When Swinton converted from the rugby union code to the Northern Rugby Football Union code on Tuesday 2 June 1896, Jim Valentine was banned by the Rugby Football Union from playing rugby union as he remained with the club when it turned professional. A club favourite, he led Swinton with a 16–8 victory over local rivals Salford in their first Northern Union Challenge Cup Final in 1900, at Fallowfield in Manchester. He remained with the club until 1901.

===Career records===
Jim Valentine holds Swinton's "Most Tries in a Rugby Union Season" record, with 48-tries scored during the 1888–89 season. However, Johnny Stopford holds Swinton's "Most Tries in a Rugby League Season" record, with 42-tries scored during the 1963–64 season.

==Death and legacy==
Valentine was killed when he, his wife and her sister were struck by lightning while on holiday in Barmouth in Wales on 25 July 1904. The severe storm caused the death of several other people who were struck by lightning, although Valentine's wife and her sister recovered. According to one report, Valentine, his wife and his two sisters-in-law were walking on a hill overlooking Barmouth and Cardigan Bay in mid-afternoon when they were suddenly caught in the storm. The first lightning strike lit the gorse-covered hill on fire, and then a second bolt struck Valentine, his wife and her sister Nellie Worthington. Her other sister, nurse Mary Worthington, was walking a few yards behind them and was able to summon immediate help. However, a doctor who arrived within minutes found Jim Valentine already dead.
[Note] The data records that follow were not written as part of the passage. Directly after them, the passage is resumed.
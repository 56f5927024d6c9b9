mod common;

use ruleshark_core::{EngineError, RunOptions, rules, run_pcap_file};
use serde_json::Value;
use tempfile::TempDir;

use common::{
    LINKTYPE_ETHERNET, LINKTYPE_RAW, ethernet_ipv4_icmp_echo, ethernet_ipv4_tcp,
    ethernet_ipv4_udp, raw_ipv4_udp,
};

const A: [u8; 4] = [10, 0, 0, 1];
const B: [u8; 4] = [10, 0, 0, 2];

fn run(rule_name: &str, path: &std::path::Path) -> (String, ruleshark_core::RunSummary) {
    let rule = rules::by_name(rule_name).expect("built-in rule");
    let mut out = Vec::new();
    let summary =
        run_pcap_file(path, rule.as_ref(), RunOptions::default(), &mut out).expect("run");
    (String::from_utf8(out).expect("utf8 output"), summary)
}

#[test]
fn transport_summary_over_mixed_capture() {
    let temp = TempDir::new().expect("tempdir");
    let path = temp.path().join("mixed.pcapng");
    common::write_pcapng(
        &path,
        LINKTYPE_ETHERNET,
        &[
            (0, ethernet_ipv4_tcp(A, B, 1234, 80, b"hello")),
            (1_000_000, ethernet_ipv4_udp(A, B, 5353, 53, &[0; 12])),
            (2_000_000, ethernet_ipv4_icmp_echo(A, B)),
        ],
    );

    let (output, summary) = run("ipv4-tcp-or-udp", &path);
    assert_eq!(
        output,
        "tcp: 10.0.0.1:1234->10.0.0.2:80\ntcp: 10.0.0.1:5353->10.0.0.2:53\n"
    );
    assert_eq!(summary.packets_total, 3);
    assert_eq!(summary.emitted, 2);
    assert_eq!(summary.unhandled, 1);
    assert_eq!(summary.time_start.as_deref(), Some("1970-01-01T00:00:00Z"));
    assert_eq!(summary.time_end.as_deref(), Some("1970-01-01T00:00:02Z"));
    let input = summary.input.expect("input info");
    assert!(input.path.ends_with("mixed.pcapng"));
    assert!(input.bytes > 0);
}

#[test]
fn transport_summary_over_raw_ip_capture() {
    let temp = TempDir::new().expect("tempdir");
    let path = temp.path().join("raw.pcap");
    common::write_legacy_pcap(
        &path,
        LINKTYPE_RAW,
        &[(0, raw_ipv4_udp([172, 16, 0, 5], [172, 16, 0, 9], 40000, 123))],
    );

    let (output, _) = run("ipv4-tcp-or-udp", &path);
    assert_eq!(output, "tcp: 172.16.0.5:40000->172.16.0.9:123\n");
}

#[test]
fn json_rule_emits_one_array_per_packet() {
    let temp = TempDir::new().expect("tempdir");
    let path = temp.path().join("json.pcapng");
    common::write_pcapng(
        &path,
        LINKTYPE_ETHERNET,
        &[
            (0, ethernet_ipv4_tcp(A, B, 1234, 80, &[])),
            (10, ethernet_ipv4_udp(A, B, 1, 2, b"x")),
        ],
    );

    let (output, summary) = run("json", &path);
    let lines: Vec<&str> = output.lines().collect();
    assert_eq!(lines.len(), 2);
    assert_eq!(summary.emitted, 2);

    let first: Value = serde_json::from_str(lines[0]).expect("json line");
    let names: Vec<&str> = first
        .as_array()
        .expect("array")
        .iter()
        .map(|layer| layer["Name"].as_str().expect("name"))
        .collect();
    assert_eq!(names, vec!["Ethernet", "IPv4", "TCP"]);
    assert_eq!(first[0]["Info"]["SrcMAC"], "02:00:00:00:00:01");
    assert_eq!(first[1]["Info"]["SrcIP"], "10.0.0.1");
    assert_eq!(first[2]["Info"]["DstPort"], 80);

    let second: Value = serde_json::from_str(lines[1]).expect("json line");
    assert_eq!(second[3]["Name"], "Payload");
    assert_eq!(second[3]["Info"]["Data"], "78");
}

#[test]
fn hexdump_rule_skips_packets_without_payload() {
    let temp = TempDir::new().expect("tempdir");
    let path = temp.path().join("hex.pcapng");
    common::write_pcapng(
        &path,
        LINKTYPE_ETHERNET,
        &[
            (0, ethernet_ipv4_tcp(A, B, 1, 2, &[])),
            (1, ethernet_ipv4_tcp(A, B, 1, 2, b"abc")),
        ],
    );

    let (output, summary) = run("hexdump", &path);
    assert_eq!(summary.unhandled, 1);
    assert_eq!(summary.emitted, 1);
    assert!(output.starts_with("frame 2 payload (3 bytes)\n00000000  61 62 63 "));
    assert!(output.trim_end().ends_with("|abc|"));
}

#[test]
fn transport_summary_on_snaplen_truncated_capture() {
    let temp = TempDir::new().expect("tempdir");
    let path = temp.path().join("snaplen.pcapng");
    let mut frame = ethernet_ipv4_tcp(A, B, 1234, 80, &[0x55; 400]);
    frame.truncate(96);
    common::write_pcapng(&path, LINKTYPE_ETHERNET, &[(0, frame)]);

    let (output, summary) = run("ipv4-tcp-or-udp", &path);
    assert_eq!(output, "tcp: 10.0.0.1:1234->10.0.0.2:80\n");
    assert_eq!(summary.decode_errors, 0);
}

#[test]
fn strict_run_reports_failing_frame() {
    let temp = TempDir::new().expect("tempdir");
    let path = temp.path().join("ipv6.pcapng");
    let builder = etherparse::PacketBuilder::ethernet2([1; 6], [2; 6])
        .ipv6([1; 16], [2; 16], 64)
        .udp(1, 2);
    let mut frame = Vec::with_capacity(builder.size(0));
    builder.write(&mut frame, &[]).expect("build ipv6 frame");
    common::write_pcapng(&path, LINKTYPE_ETHERNET, &[(0, frame)]);

    let rule = rules::by_name("ipv4-tcp-or-udp").expect("built-in rule");
    let mut out = Vec::new();
    let err = run_pcap_file(&path, rule.as_ref(), RunOptions { strict: true }, &mut out)
        .unwrap_err();
    assert!(matches!(err, EngineError::Rule { frame: 1, .. }));
    assert!(err.to_string().contains("IPv4"));
}
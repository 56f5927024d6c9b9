use crate::format::hexdump;
use crate::packet::{LayerKind, PacketView};

use super::{Rule, RuleError, RuleOutcome};

/// Hex dump of the application payload; packets without one are unhandled.
#[derive(Debug, Default, Clone, Copy)]
pub struct PayloadHexdump;

impl PayloadHexdump {
    pub const NAME: &'static str = "hexdump";
}

impl Rule for PayloadHexdump {
    fn name(&self) -> &'static str {
        Self::NAME
    }

    fn description(&self) -> &'static str {
        "print a hex dump of each packet's payload"
    }

    fn evaluate(&self, packet: &PacketView<'_>) -> Result<RuleOutcome, RuleError> {
        let name = LayerKind::Payload.as_str();
        if !packet.contains_layer(name) {
            return Ok(RuleOutcome::Unhandled);
        }
        let index = packet.layer_index(name)?;
        let info = packet.info_at(index)?;
        let payload = info
            .as_payload()
            .ok_or_else(|| RuleError::unexpected(index, info, LayerKind::Payload))?;
        if payload.data.is_empty() {
            return Ok(RuleOutcome::Unhandled);
        }
        Ok(RuleOutcome::Emit(format!(
            "frame {} payload ({} bytes)\n{}",
            packet.meta().frame,
            payload.length,
            hexdump(&payload.data)
        )))
    }
}
use std::fs;
use std::path::Path;

use serde::Deserialize;
use thiserror::Error;

#[derive(Debug, Error)]
pub enum ConfigError {
    #[error("failed to read config {path}: {source}")]
    Io {
        path: String,
        #[source]
        source: std::io::Error,
    },
    #[error("invalid config: {0}")]
    Parse(#[from] toml::de::Error),
}

/// Settings loaded from a TOML file.
///
/// Every key is optional; command-line flags take precedence over the file.
///
/// # Examples
/// ```
/// use ruleshark_core::Config;
///
/// let config = Config::from_toml_str("rule = \"pretty\"\nstrict = true\n")?;
/// assert_eq!(config.rule.as_deref(), Some("pretty"));
/// assert!(config.strict);
/// assert!(config.log.is_none());
/// # Ok::<(), ruleshark_core::ConfigError>(())
/// ```
#[derive(Debug, Clone, Default, PartialEq, Eq, Deserialize)]
#[serde(default, deny_unknown_fields)]
pub struct Config {
    /// Name of the built-in rule to evaluate.
    pub rule: Option<String>,
    /// Abort the run on the first rule error.
    pub strict: bool,
    /// `tracing` filter directive, e.g. `"info"` or `"ruleshark_core=debug"`.
    pub log: Option<String>,
}

impl Config {
    pub fn from_toml_str(input: &str) -> Result<Self, ConfigError> {
        Ok(toml::from_str(input)?)
    }

    pub fn load(path: &Path) -> Result<Self, ConfigError> {
        let input = fs::read_to_string(path).map_err(|source| ConfigError::Io {
            path: path.display().to_string(),
            source,
        })?;
        Self::from_toml_str(&input)
    }
}
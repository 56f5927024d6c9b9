use crate::packet::PacketView;

use super::{Rule, RuleError, RuleOutcome};

/// Emit a multi-line, human-readable description of each packet.
#[derive(Debug, Default, Clone, Copy)]
pub struct PrettyPrint;

impl PrettyPrint {
    pub const NAME: &'static str = "pretty";
}

impl Rule for PrettyPrint {
    fn name(&self) -> &'static str {
        Self::NAME
    }

    fn description(&self) -> &'static str {
        "print a readable per-layer description of each packet"
    }

    fn evaluate(&self, packet: &PacketView<'_>) -> Result<RuleOutcome, RuleError> {
        Ok(RuleOutcome::Emit(packet.to_string()))
    }
}
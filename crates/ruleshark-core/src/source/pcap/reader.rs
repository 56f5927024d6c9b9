use std::io::{Read, Seek, SeekFrom};

use super::error::PcapSourceError;
use super::layout;
use pcap_parser::Linktype;

/// Per-interface state collected from PCAPNG interface description blocks.
#[derive(Debug, Clone, Copy, PartialEq)]
pub struct InterfaceInfo {
    pub linktype: Linktype,
    /// Timestamp units per second, from `if_tsresol`.
    pub ts_units: f64,
    /// Seconds added to every timestamp, from `if_tsoffset`.
    pub ts_offset: f64,
}

impl Default for InterfaceInfo {
    fn default() -> Self {
        Self {
            linktype: Linktype::ETHERNET,
            ts_units: ts_units_per_second(layout::PCAPNG_DEFAULT_TSRESOL),
            ts_offset: 0.0,
        }
    }
}

/// Read the magic bytes and rewind the reader to the start.
///
/// # Errors
/// Returns `PcapSourceError::Io` when fewer than four bytes are available or
/// the reader cannot be rewound.
pub fn read_magic_and_rewind<R: Read + Seek>(reader: &mut R) -> Result<[u8; 4], PcapSourceError> {
    let mut magic = [0u8; 4];
    reader.read_exact(&mut magic)?;
    reader.seek(SeekFrom::Start(0))?;
    Ok(magic)
}

pub fn is_pcapng_magic(magic: &[u8; 4]) -> bool {
    magic == &layout::PCAPNG_MAGIC
}

/// Resolve the interface for a PCAPNG interface id.
///
/// Ids without a description block fall back to Ethernet with microsecond
/// timestamps.
pub fn interface_for(interfaces: &[InterfaceInfo], if_id: u32) -> InterfaceInfo {
    interfaces
        .get(if_id as usize)
        .copied()
        .unwrap_or_default()
}

/// Decode an `if_tsresol` option value into units per second.
pub fn ts_units_per_second(tsresol: u8) -> f64 {
    let exponent = (tsresol & !layout::PCAPNG_TSRESOL_BINARY_FLAG) as i32;
    if tsresol & layout::PCAPNG_TSRESOL_BINARY_FLAG != 0 {
        2f64.powi(exponent)
    } else {
        10f64.powi(exponent)
    }
}

/// Convert a PCAPNG high/low timestamp pair to seconds for `interface`.
pub fn pcapng_ts_to_seconds(ts_high: u32, ts_low: u32, interface: &InterfaceInfo) -> f64 {
    let ts = ((ts_high as u64) << 32) | (ts_low as u64);
    interface.ts_offset + ts as f64 / interface.ts_units
}

/// Convert a legacy PCAP seconds/fraction pair to seconds.
///
/// `ts_frac` is in microseconds, or nanoseconds when `nanosecond` is set.
pub fn legacy_ts_to_seconds(ts_sec: u32, ts_frac: u32, nanosecond: bool) -> f64 {
    let units = if nanosecond {
        layout::LEGACY_NANOS_PER_SECOND
    } else {
        layout::LEGACY_MICROS_PER_SECOND
    };
    ts_sec as f64 + ts_frac as f64 / units
}
use std::fmt;
use std::net::{Ipv4Addr, Ipv6Addr};
use std::str::FromStr;

use serde::{Serialize, Serializer};

use crate::format::hardware_addr_string;

/// Protocol layer kinds known to the decoder.
#[derive(Debug, Clone, Copy, PartialEq, Eq, Hash)]
pub enum LayerKind {
    Ethernet,
    Ipv4,
    Ipv6,
    Tcp,
    Udp,
    Icmpv4,
    Icmpv6,
    Payload,
}

impl LayerKind {
    pub const ALL: [LayerKind; 8] = [
        LayerKind::Ethernet,
        LayerKind::Ipv4,
        LayerKind::Ipv6,
        LayerKind::Tcp,
        LayerKind::Udp,
        LayerKind::Icmpv4,
        LayerKind::Icmpv6,
        LayerKind::Payload,
    ];

    /// Layer name as seen by rules (e.g. `"IPv4"`, `"TCP"`).
    pub fn as_str(self) -> &'static str {
        match self {
            LayerKind::Ethernet => "Ethernet",
            LayerKind::Ipv4 => "IPv4",
            LayerKind::Ipv6 => "IPv6",
            LayerKind::Tcp => "TCP",
            LayerKind::Udp => "UDP",
            LayerKind::Icmpv4 => "ICMPv4",
            LayerKind::Icmpv6 => "ICMPv6",
            LayerKind::Payload => "Payload",
        }
    }
}

impl fmt::Display for LayerKind {
    fn fmt(&self, f: &mut fmt::Formatter<'_>) -> fmt::Result {
        f.write_str(self.as_str())
    }
}

/// Parses a layer name. Matching is exact and case-sensitive.
impl FromStr for LayerKind {
    type Err = UnknownLayerName;

    fn from_str(s: &str) -> Result<Self, Self::Err> {
        LayerKind::ALL
            .into_iter()
            .find(|kind| kind.as_str() == s)
            .ok_or_else(|| UnknownLayerName(s.to_string()))
    }
}

#[derive(Debug, Clone, PartialEq, Eq, thiserror::Error)]
#[error("unknown layer name: {0}")]
pub struct UnknownLayerName(pub String);

/// Source and destination ports, shared by TCP and UDP.
pub trait TransportPorts {
    fn src_port(&self) -> u16;
    fn dst_port(&self) -> u16;
}

#[derive(Debug, Clone, PartialEq, Eq, Serialize)]
pub struct EthernetInfo {
    #[serde(rename = "SrcMAC", serialize_with = "serialize_mac")]
    pub src_mac: [u8; 6],
    #[serde(rename = "DstMAC", serialize_with = "serialize_mac")]
    pub dst_mac: [u8; 6],
    #[serde(rename = "EthernetType")]
    pub ether_type: u16,
}

#[derive(Debug, Clone, PartialEq, Eq, Serialize)]
pub struct Ipv4Info {
    #[serde(rename = "SrcIP")]
    pub src_ip: Ipv4Addr,
    #[serde(rename = "DstIP")]
    pub dst_ip: Ipv4Addr,
    #[serde(rename = "TTL")]
    pub ttl: u8,
    #[serde(rename = "Protocol")]
    pub protocol: u8,
    #[serde(rename = "Length")]
    pub length: u16,
    #[serde(rename = "Id")]
    pub id: u16,
}

#[derive(Debug, Clone, PartialEq, Eq, Serialize)]
pub struct Ipv6Info {
    #[serde(rename = "SrcIP")]
    pub src_ip: Ipv6Addr,
    #[serde(rename = "DstIP")]
    pub dst_ip: Ipv6Addr,
    #[serde(rename = "HopLimit")]
    pub hop_limit: u8,
    #[serde(rename = "NextHeader")]
    pub next_header: u8,
    #[serde(rename = "Length")]
    pub length: u16,
}

#[derive(Debug, Clone, PartialEq, Eq, Serialize)]
pub struct TcpInfo {
    #[serde(rename = "SrcPort")]
    pub src_port: u16,
    #[serde(rename = "DstPort")]
    pub dst_port: u16,
    #[serde(rename = "Seq")]
    pub seq: u32,
    #[serde(rename = "Ack")]
    pub ack: u32,
    #[serde(rename = "Window")]
    pub window: u16,
    #[serde(rename = "SYN")]
    pub syn: bool,
    #[serde(rename = "ACK")]
    pub ack_flag: bool,
    #[serde(rename = "FIN")]
    pub fin: bool,
    #[serde(rename = "RST")]
    pub rst: bool,
    #[serde(rename = "PSH")]
    pub psh: bool,
    #[serde(rename = "URG")]
    pub urg: bool,
}

#[derive(Debug, Clone, PartialEq, Eq, Serialize)]
pub struct UdpInfo {
    #[serde(rename = "SrcPort")]
    pub src_port: u16,
    #[serde(rename = "DstPort")]
    pub dst_port: u16,
    #[serde(rename = "Length")]
    pub length: u16,
    #[serde(rename = "Checksum")]
    pub checksum: u16,
}

#[derive(Debug, Clone, PartialEq, Eq, Serialize)]
pub struct IcmpInfo {
    #[serde(rename = "Type")]
    pub icmp_type: u8,
    #[serde(rename = "Code")]
    pub code: u8,
}

#[derive(Debug, Clone, PartialEq, Eq, Serialize)]
pub struct PayloadInfo {
    #[serde(rename = "Length")]
    pub length: usize,
    #[serde(rename = "Data", serialize_with = "serialize_hex")]
    pub data: Vec<u8>,
}

impl PayloadInfo {
    pub fn new(data: &[u8]) -> Self {
        Self {
            length: data.len(),
            data: data.to_vec(),
        }
    }
}

impl TransportPorts for TcpInfo {
    fn src_port(&self) -> u16 {
        self.src_port
    }

    fn dst_port(&self) -> u16 {
        self.dst_port
    }
}

impl TransportPorts for UdpInfo {
    fn src_port(&self) -> u16 {
        self.src_port
    }

    fn dst_port(&self) -> u16 {
        self.dst_port
    }
}

/// Decoded fields of one layer, typed per protocol.
#[derive(Debug, Clone, PartialEq, Eq, Serialize)]
#[serde(untagged)]
pub enum LayerInfo {
    Ethernet(EthernetInfo),
    Ipv4(Ipv4Info),
    Ipv6(Ipv6Info),
    Tcp(TcpInfo),
    Udp(UdpInfo),
    Icmpv4(IcmpInfo),
    Icmpv6(IcmpInfo),
    Payload(PayloadInfo),
}

impl LayerInfo {
    pub fn kind(&self) -> LayerKind {
        match self {
            LayerInfo::Ethernet(_) => LayerKind::Ethernet,
            LayerInfo::Ipv4(_) => LayerKind::Ipv4,
            LayerInfo::Ipv6(_) => LayerKind::Ipv6,
            LayerInfo::Tcp(_) => LayerKind::Tcp,
            LayerInfo::Udp(_) => LayerKind::Udp,
            LayerInfo::Icmpv4(_) => LayerKind::Icmpv4,
            LayerInfo::Icmpv6(_) => LayerKind::Icmpv6,
            LayerInfo::Payload(_) => LayerKind::Payload,
        }
    }

    pub fn as_ipv4(&self) -> Option<&Ipv4Info> {
        match self {
            LayerInfo::Ipv4(info) => Some(info),
            _ => None,
        }
    }

    pub fn as_tcp(&self) -> Option<&TcpInfo> {
        match self {
            LayerInfo::Tcp(info) => Some(info),
            _ => None,
        }
    }

    pub fn as_udp(&self) -> Option<&UdpInfo> {
        match self {
            LayerInfo::Udp(info) => Some(info),
            _ => None,
        }
    }

    pub fn as_payload(&self) -> Option<&PayloadInfo> {
        match self {
            LayerInfo::Payload(info) => Some(info),
            _ => None,
        }
    }

    /// Port capability of transport layers; `None` for everything else.
    pub fn transport_ports(&self) -> Option<&dyn TransportPorts> {
        match self {
            LayerInfo::Tcp(info) => Some(info),
            LayerInfo::Udp(info) => Some(info),
            _ => None,
        }
    }
}

impl fmt::Display for LayerInfo {
    fn fmt(&self, f: &mut fmt::Formatter<'_>) -> fmt::Result {
        match self {
            LayerInfo::Ethernet(info) => write!(
                f,
                "{{SrcMAC={} DstMAC={} EthernetType=0x{:04x}}}",
                hardware_addr_string(&info.src_mac),
                hardware_addr_string(&info.dst_mac),
                info.ether_type
            ),
            LayerInfo::Ipv4(info) => write!(
                f,
                "{{SrcIP={} DstIP={} TTL={} Protocol={} Length={} Id={}}}",
                info.src_ip, info.dst_ip, info.ttl, info.protocol, info.length, info.id
            ),
            LayerInfo::Ipv6(info) => write!(
                f,
                "{{SrcIP={} DstIP={} HopLimit={} NextHeader={} Length={}}}",
                info.src_ip, info.dst_ip, info.hop_limit, info.next_header, info.length
            ),
            LayerInfo::Tcp(info) => {
                write!(
                    f,
                    "{{SrcPort={} DstPort={} Seq={} Ack={} Window={} Flags=",
                    info.src_port, info.dst_port, info.seq, info.ack, info.window
                )?;
                let flags = [
                    (info.syn, "SYN"),
                    (info.ack_flag, "ACK"),
                    (info.fin, "FIN"),
                    (info.rst, "RST"),
                    (info.psh, "PSH"),
                    (info.urg, "URG"),
                ];
                let set: Vec<&str> = flags
                    .iter()
                    .filter(|(on, _)| *on)
                    .map(|(_, name)| *name)
                    .collect();
                write!(f, "[{}]}}", set.join(","))
            }
            LayerInfo::Udp(info) => write!(
                f,
                "{{SrcPort={} DstPort={} Length={} Checksum=0x{:04x}}}",
                info.src_port, info.dst_port, info.length, info.checksum
            ),
            LayerInfo::Icmpv4(info) | LayerInfo::Icmpv6(info) => {
                write!(f, "{{Type={} Code={}}}", info.icmp_type, info.code)
            }
            LayerInfo::Payload(info) => write!(f, "{{Length={}}}", info.length),
        }
    }
}

/// One decoded layer of a packet.
#[derive(Debug, Clone, PartialEq, Eq, Serialize)]
pub struct Layer {
    #[serde(rename = "Name")]
    name: &'static str,
    #[serde(rename = "Info")]
    info: LayerInfo,
}

impl Layer {
    pub fn new(info: LayerInfo) -> Self {
        Self {
            name: info.kind().as_str(),
            info,
        }
    }

    pub fn name(&self) -> &'static str {
        self.name
    }

    pub fn kind(&self) -> LayerKind {
        self.info.kind()
    }

    pub fn info(&self) -> &LayerInfo {
        &self.info
    }
}

impl From<LayerInfo> for Layer {
    fn from(info: LayerInfo) -> Self {
        Layer::new(info)
    }
}

fn serialize_mac<S: Serializer>(mac: &[u8; 6], serializer: S) -> Result<S::Ok, S::Error> {
    serializer.serialize_str(&hardware_addr_string(mac))
}

fn serialize_hex<S: Serializer>(data: &[u8], serializer: S) -> Result<S::Ok, S::Error> {
    let hex: String = data.iter().map(|b| format!("{b:02x}")).collect();
    serializer.serialize_str(&hex)
}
A Manchester newspaper reported the news with sorrow:

"The event has cast gloom over Barmouth. "Jim" Valentine was known to all footballers as one of the best players who ever donned a jersey. There has been, indeed, no more popular figure in Northern Rugby football. His name primarily, of course, is associated with the Swinton club, of which he was captain for a great number of years—years when the club, perhaps, was in the zenith of its fame. But he was one of the mainstays also of Lancashire County, and in the days of the Rugby Union of the English International team. In his day he could not be beaten as a three-quarter, and was a certain scorer when near the line. His tackling was about his strongest point, and for his club and county he possessed a wonderful record as a try-getter. Though three-quarter was his proper position."

He was buried on 29 July 1904, on what would have been his 38th birthday, at St. John's churchyard in Pendlebury. Thousands of people lined the road to witness the cortège as his body was taken from his house in Pendleton to the churchyard in Pendlebury.

Valentine is also believed to be one of two people after whom the Valentine Cup, a long running amateur rugby competition in the Manchester area, is named.